[Data records — start]
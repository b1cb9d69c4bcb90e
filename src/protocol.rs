//! Wire contract with analysis workers.
//!
//! One JSON text frame out, one JSON text frame back, over a WebSocket at
//! `ws(s)://<endpoint>/<serviceType>`. Field names are the compatibility
//! boundary; everything inside `findings` is opaque to the core.

use std::collections::HashMap;

use serde::{Deserialize, Serialize};

/// Request sent to a worker service.
#[derive(Debug, Clone, Serialize, Deserialize)]
#[serde(rename_all = "camelCase")]
pub struct WorkerRequest {
    pub target_model: String,
    pub target_app_number: u32,
    pub tools: Vec<String>,
}

/// Worker-reported outcome of one dispatch.
#[derive(Debug, Clone, Copy, PartialEq, Eq, Serialize, Deserialize)]
#[serde(rename_all = "snake_case")]
pub enum WorkerStatus {
    Success,
    Error,
    Partial,
    Timeout,
}

impl WorkerStatus {
    pub fn as_str(&self) -> &'static str {
        match self {
            Self::Success => "success",
            Self::Error => "error",
            Self::Partial => "partial",
            Self::Timeout => "timeout",
        }
    }
}

impl std::fmt::Display for WorkerStatus {
    fn fmt(&self, f: &mut std::fmt::Formatter<'_>) -> std::fmt::Result {
        f.write_str(self.as_str())
    }
}

/// Analysis results attached to a worker response.
#[derive(Debug, Clone, Default, Serialize, Deserialize)]
#[serde(rename_all = "camelCase")]
pub struct AnalysisPayload {
    #[serde(default)]
    pub findings: Vec<serde_json::Value>,
    #[serde(default)]
    pub tools_used: Vec<String>,
    #[serde(default)]
    pub severity_breakdown: HashMap<String, u64>,
}

/// Response frame from a worker service.
#[derive(Debug, Clone, Serialize, Deserialize)]
pub struct WorkerResponse {
    pub status: WorkerStatus,
    #[serde(default)]
    pub analysis: Option<AnalysisPayload>,
    #[serde(default, skip_serializing_if = "Option::is_none")]
    pub error: Option<String>,
}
[Data records — finish]
▶ [What you are asked to do]
Your task is to output exactly the lines running from the one with "pub fn as_str(&self)" through the final line of the material above, with both ends included.

▶ [Solution for this problem]
    pub fn as_str(&self) -> &'static str {
        match self {
            Self::Success => "success",
            Self::Error => "error",
            Self::Partial => "partial",
            Self::Timeout => "timeout",
        }
    }
}

impl std::fmt::Display for WorkerStatus {
    fn fmt(&self, f: &mut std::fmt::Formatter<'_>) -> std::fmt::Result {
        f.write_str(self.as_str())
    }
}

/// Analysis results attached to a worker response.
#[derive(Debug, Clone, Default, Serialize, Deserialize)]
#[serde(rename_all = "camelCase")]
pub struct AnalysisPayload {
    #[serde(default)]
    pub findings: Vec<serde_json::Value>,
    #[serde(default)]
    pub tools_used: Vec<String>,
    #[serde(default)]
    pub severity_breakdown: HashMap<String, u64>,
}

/// Response frame from a worker service.
#[derive(Debug, Clone, Serialize, Deserialize)]
pub struct WorkerResponse {
    pub status: WorkerStatus,
    #[serde(default)]
    pub analysis: Option<AnalysisPayload>,
    #[serde(default, skip_serializing_if = "Option::is_none")]
    pub error: Option<String>,
}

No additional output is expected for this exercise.